Karar verin ama…
Yanı başımızda olmasa bile etkilenebildik işte…
Onun ederinin çok altında elden çıkarılışını düşünürken sendeledik.
Şeker fabrikaları bir bir satılıyor, her ne denli muhalefetin kısır ‘sattırmayacağız’ sesi olsa da işte!
An oldu durduk.
An oldu vurduk.
Bir yanımızda olan güzellikleri, değerleri yok etmeyi başarabiliyoruz işte!
Yalan mı?
Tevinin hangi kanalını açsak söz birliği etmişçesine karşımıza çıkan, her çıkışında bir önceki ile örtüşmeyen, korku dolu, acı dolu, bilgisizlik dolu yayınlar izleyiciyi aydınlatmak, rahatlatmak, sevindirmek şöyle dursun; bilinenlerden uzaklaştırıyor!

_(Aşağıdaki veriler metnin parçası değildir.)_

#[async_trait]
impl PlatformFetcher for RedditFetcher {
    fn platform(&self) -> Platform {
        Platform::Reddit
    }

    async fn fetch(&self, request: &FetchRequest<'_>) -> growthsignal_common::Result<FetchReport> {
        let creds = match request.credentials {
            Some(PlatformCredentials::Reddit(creds)) => match self.access_token(creds).await {
                Ok(_) => Some(creds),
                Err(e) => {
                    warn!(error = %e, "Reddit token exchange failed, falling back to public search");
                    None
                }
            },
            Some(other) => {
                warn!(got = %other.platform(), "Ignoring credentials for another platform");
                None
            }
            None => None,
        };
        let mode = if creds.is_some() {
            FetchMode::Authenticated
        } else {
            FetchMode::Public
        };

        let queries: Vec<String> = query_terms(&self.topics, request.keywords, self.max_user_keywords)
            .iter()
            .map(|t| quote_phrase(t))
            .collect();
        info!(?mode, queries = queries.len(), since = %request.since, "Searching Reddit");

        let since = request.since;
        let (candidates, queries) =
            run_queries(Platform::Reddit, queries, self.pacing.delay(mode), |q| async move {
                match creds {
                    Some(creds) => self.search_authenticated(creds, &q, since).await,
                    None => self.search_public(&q, since).await,
                }
            })
            .await;

        Ok(FetchReport {
            mode,
            candidates,
            queries,
        })
    }
}

#[cfg(test)]
mod tests {
    use super::*;
    use chrono::Duration as ChronoDuration;
    use mockito::Matcher;
    use std::sync::atomic::{AtomicUsize, Ordering};

    fn listing(posts: &[(&str, &str, i64)]) -> String {
        let children: Vec<serde_json::Value> = posts
            .iter()
            .map(|(id, title, created)| {
                serde_json::json!({
                    "kind": "t3",
                    "data": {
                        "id": id,
                        "name": format!("t3_{id}"),
                        "title": title,
                        "selftext": "Any suggestions welcome.",
                        "author": "quant_curious",
                        "subreddit": "algotrading",
                        "permalink": format!("/r/algotrading/comments/{id}/post/"),
                        "created_utc": *created as f64,
                    }
                })
            })
            .collect();
        serde_json::json!({ "kind": "Listing", "data": { "children": children } }).to_string()
    }

    fn fetcher(base: &str) -> RedditFetcher {
        RedditFetcher::new(&Config::for_tests(), Arc::new(RedditTokenCache::new()))
            .with_endpoints(RedditEndpoints::single_host(base))
            .with_pacing(Pacing::none())
            .with_topics(vec!["trading bot".into(), "LLM".into()])
    }

    fn creds() -> PlatformCredentials {
        PlatformCredentials::Reddit(RedditCredentials {
            client_id: "cid".into(),
            client_secret: "secret".into(),
            username: "growth".into(),
            password: "pw".into(),
        })
    }

    #[test]
    fn normalizes_listing_posts() {
        let post: RedditPost = serde_json::from_value(serde_json::json!({
            "id": "abc",
            "name": "t3_abc",
            "title": "Best trading bot?",
            "selftext": "Need one for crypto",
            "author": "quant_curious",
            "subreddit": "algotrading",
            "permalink": "/r/algotrading/comments/abc/best/",
            "created_utc": 1717243200.0
        }))
        .unwrap();

        let c = normalize(post).unwrap();
        assert_eq!(c.external_id, "t3_abc");
        assert_eq!(c.external_url, "https://www.reddit.com/r/algotrading/comments/abc/best/");
        assert_eq!(c.content, "Best trading bot?\n\nNeed one for crypto");
        assert_eq!(c.thread_context.as_deref(), Some("r/algotrading"));
        assert_eq!(c.posted_at.unwrap().timestamp(), 1_717_243_200);
    }

    #[tokio::test]
    async fn public_mode_never_calls_token_endpoint() {
        let mut server = mockito::Server::new_async().await;
        let now = Utc::now().timestamp();
        let token = server
            .mock("POST", "/api/v1/access_token")
            .expect(0)
            .create_async()
            .await;
        let search = server
            .mock("GET", "/search.json")
            .match_query(Matcher::AllOf(vec![
                Matcher::UrlEncoded("sort".into(), "new".into()),
                Matcher::UrlEncoded("raw_json".into(), "1".into()),
            ]))
            .match_header("user-agent", Matcher::Regex("Mozilla".into()))
            .with_status(200)
            .with_header("content-type", "application/json")
            .with_body(listing(&[("p1", "Looking for a trading bot", now - 60)]))
            .expect(2)
            .create_async()
            .await;

        let since = Utc::now() - ChronoDuration::hours(1);
        let keywords: Vec<String> = vec![];
        let report = fetcher(&server.url())
            .fetch(&FetchRequest {
                keywords: &keywords,
                since,
                credentials: None,
            })
            .await
            .unwrap();

        assert_eq!(report.mode, FetchMode::Public);
        assert_eq!(report.queries.len(), 2);
        // Both queries return the same post; the run keeps one copy.
        assert_eq!(report.candidates.len(), 1);
        assert_eq!(report.candidates[0].external_id, "t3_p1");
        token.assert_async().await;
        search.assert_async().await;
    }

    #[tokio::test]
    async fn authenticated_mode_reuses_one_token() {
        let mut server = mockito::Server::new_async().await;
        let now = Utc::now().timestamp();
        let token = server
            .mock("POST", "/api/v1/access_token")
            .match_header("authorization", Matcher::Regex("^Basic ".into()))
            .match_body(Matcher::UrlEncoded("grant_type".into(), "password".into()))
            .with_status(200)
            .with_body(r#"{"access_token":"tok123","token_type":"bearer","expires_in":86400}"#)
            .expect(1)
            .create_async()
            .await;
        let search = server
            .mock("GET", "/search")
            .match_query(Matcher::Any)
            .match_header("authorization", "Bearer tok123")
            .with_status(200)
            .with_body(listing(&[("a1", "Which LLM for trading signals?", now - 30)]))
            .expect(2)
            .create_async()
            .await;

        let creds = creds();
        let keywords: Vec<String> = vec![];
        let report = fetcher(&server.url())
            .fetch(&FetchRequest {
                keywords: &keywords,
                since: Utc::now() - ChronoDuration::hours(1),
                credentials: Some(&creds),
            })
            .await
            .unwrap();

        assert_eq!(report.mode, FetchMode::Authenticated);
        assert_eq!(report.candidates.len(), 1);
        token.assert_async().await;
        search.assert_async().await;
    }

    #[tokio::test]
    async fn rejected_grant_falls_back_to_public_search() {
        let mut server = mockito::Server::new_async().await;
        let now = Utc::now().timestamp();
        server
            .mock("POST", "/api/v1/access_token")
            .with_status(200)
            .with_body(r#"{"error":"invalid_grant"}"#)
            .create_async()
            .await;
        let public = server
            .mock("GET", "/search.json")
            .match_query(Matcher::Any)
            .with_status(200)
            .with_body(listing(&[("z9", "Anyone built a trading bot?", now - 10)]))
            .expect(2)
            .create_async()
            .await;

        let creds = creds();
        let keywords: Vec<String> = vec![];
        let report = fetcher(&server.url())
            .fetch(&FetchRequest {
                keywords: &keywords,
                since: Utc::now() - ChronoDuration::hours(1),
                credentials: Some(&creds),
            })
            .await
            .unwrap();

        assert_eq!(report.mode, FetchMode::Public);
        assert_eq!(report.candidates.len(), 1);
        public.assert_async().await;
    }

    #[tokio::test]
    async fn posts_at_or_before_watermark_are_skipped() {
        let mut server = mockito::Server::new_async().await;
        let since = Utc::now() - ChronoDuration::hours(1);
        server
            .mock("GET", "/search.json")
            .match_query(Matcher::Any)
            .with_status(200)
            .with_body(listing(&[
                ("new1", "Fresh trading bot question", Utc::now().timestamp() - 5),
                ("old1", "Stale trading bot question", since.timestamp() - 600),
                ("edge", "Exactly at the watermark", since.timestamp()),
            ]))
            .create_async()
            .await;

        let keywords: Vec<String> = vec![];
        let report = fetcher(&server.url())
            .with_topics(vec!["trading bot".into()])
            .fetch(&FetchRequest {
                keywords: &keywords,
                since,
                credentials: None,
            })
            .await
            .unwrap();

        let ids: Vec<&str> = report.candidates.iter().map(|c| c.external_id.as_str()).collect();
        assert_eq!(ids, vec!["t3_new1"]);
    }

    #[tokio::test]
    async fn failing_query_is_recorded_and_others_continue() {
        let mut server = mockito::Server::new_async().await;
        let now = Utc::now().timestamp();
        server
            .mock("GET", "/search.json")
            .match_query(Matcher::UrlEncoded("q".into(), "LLM".into()))
            .with_status(503)
            .with_body("upstream overloaded")
            .create_async()
            .await;
        server
            .mock("GET", "/search.json")
            .match_query(Matcher::UrlEncoded("q".into(), "\"trading bot\"".into()))
            .with_status(200)
            .with_body(listing(&[("ok1", "Recommend a trading bot please", now - 20)]))
            .create_async()
            .await;

        let keywords: Vec<String> = vec![];
        let report = fetcher(&server.url())
            .fetch(&FetchRequest {
                keywords: &keywords,
                since: Utc::now() - ChronoDuration::hours(1),
                credentials: None,
            })
            .await
            .unwrap();

        assert_eq!(report.candidates.len(), 1);
        assert_eq!(report.failed_queries(), 1);
        assert_eq!(report.queries[1].query(), "LLM");
    }

    #[tokio::test]
    async fn token_cache_refreshes_once_until_expiry() {
        let cache = RedditTokenCache::new();
        let calls = AtomicUsize::new(0);
        let refresh = |ttl: u64| {
            let calls = &calls;
            move || async move {
                let n = calls.fetch_add(1, Ordering::SeqCst);
                Ok((format!("tok{n}"), Duration::from_secs(ttl)))
            }
        };

        assert_eq!(cache.get_or_refresh("cid", refresh(3600)).await.unwrap(), "tok0");
        assert_eq!(cache.get_or_refresh("cid", refresh(3600)).await.unwrap(), "tok0");
        assert_eq!(calls.load(Ordering::SeqCst), 1);

        // A different app invalidates the cached token.
        assert_eq!(cache.get_or_refresh("other", refresh(3600)).await.unwrap(), "tok1");

        // A token inside the expiry skew is refreshed on next use.
        cache.invalidate().await;
        assert_eq!(cache.get_or_refresh("cid", refresh(30)).await.unwrap(), "tok2");
        assert_eq!(cache.get_or_refresh("cid", refresh(3600)).await.unwrap(), "tok3");
        assert_eq!(calls.load(Ordering::SeqCst), 4);
    }

    #[tokio::test]
    async fn concurrent_callers_share_one_refresh() {
        let cache = Arc::new(RedditTokenCache::new());
        let calls = Arc::new(AtomicUsize::new(0));
        let refresh = || {
            let calls = calls.clone();
            move || async move {
                tokio::time::sleep(Duration::from_millis(50)).await;
                let n = calls.fetch_add(1, Ordering::SeqCst);
                Ok((format!("tok{n}"), Duration::from_secs(3600)))
            }
        };

        let (a, b) = tokio::join!(
            cache.get_or_refresh("cid", refresh()),
            cache.get_or_refresh("cid", refresh())
        );

        assert_eq!(a.unwrap(), "tok0");
        assert_eq!(b.unwrap(), "tok0");
        assert_eq!(calls.load(Ordering::SeqCst), 1);
    }

    #[tokio::test]
    async fn oversized_expires_in_is_capped() {
        let cache = RedditTokenCache::new();
        let token = cache
            .get_or_refresh("cid", || async { Ok(("tok".to_string(), Duration::from_secs(u64::MAX))) })
            .await
            .unwrap();
        assert_eq!(token, "tok");

        let again = cache
            .get_or_refresh("cid", || async { Ok(("unused".to_string(), Duration::from_secs(60))) })
            .await
            .unwrap();
        assert_eq!(again, "tok");
    }
}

Dar gelirli kümesinde, ahırında yetiştirdiği hayvanlardan başka geçim kaynağı olmayan insanlara, ‘bundan böyle bunları yetiştirmeyeceksiniz’ denerek bir hastalığın, bir katliamın önüne nerede, ne zaman, nasıl geçilmiştir merak ediyorum.
Ya da köylünün, çiftçinin ektiği ürün üzerine ‘tutu’ konarak; dünyanın neresindeki köylünün, çiftçinin varlığı korundu bilmek istiyorum.
Hayvan besleme; eti dışarıdan al!
Mısır, buğday ekme; dışarıdan saman al!
Meyve yetiştirme; dışarıdan al!
Düşünme, bilgilenme; bu da mı dışarıdan…
Bu değerleri önemsemeyişin sonu, bu değerleri bilmeyişin sonu nereye dek sürecek?
Karar verin ama…
MEDYATİK LİBOŞ
Karikatür sever misiniz?
Turhan Selçuk’un bir karikatürü vardı, bugünleri öyle güzel anlatmıştı ki, anımsadım.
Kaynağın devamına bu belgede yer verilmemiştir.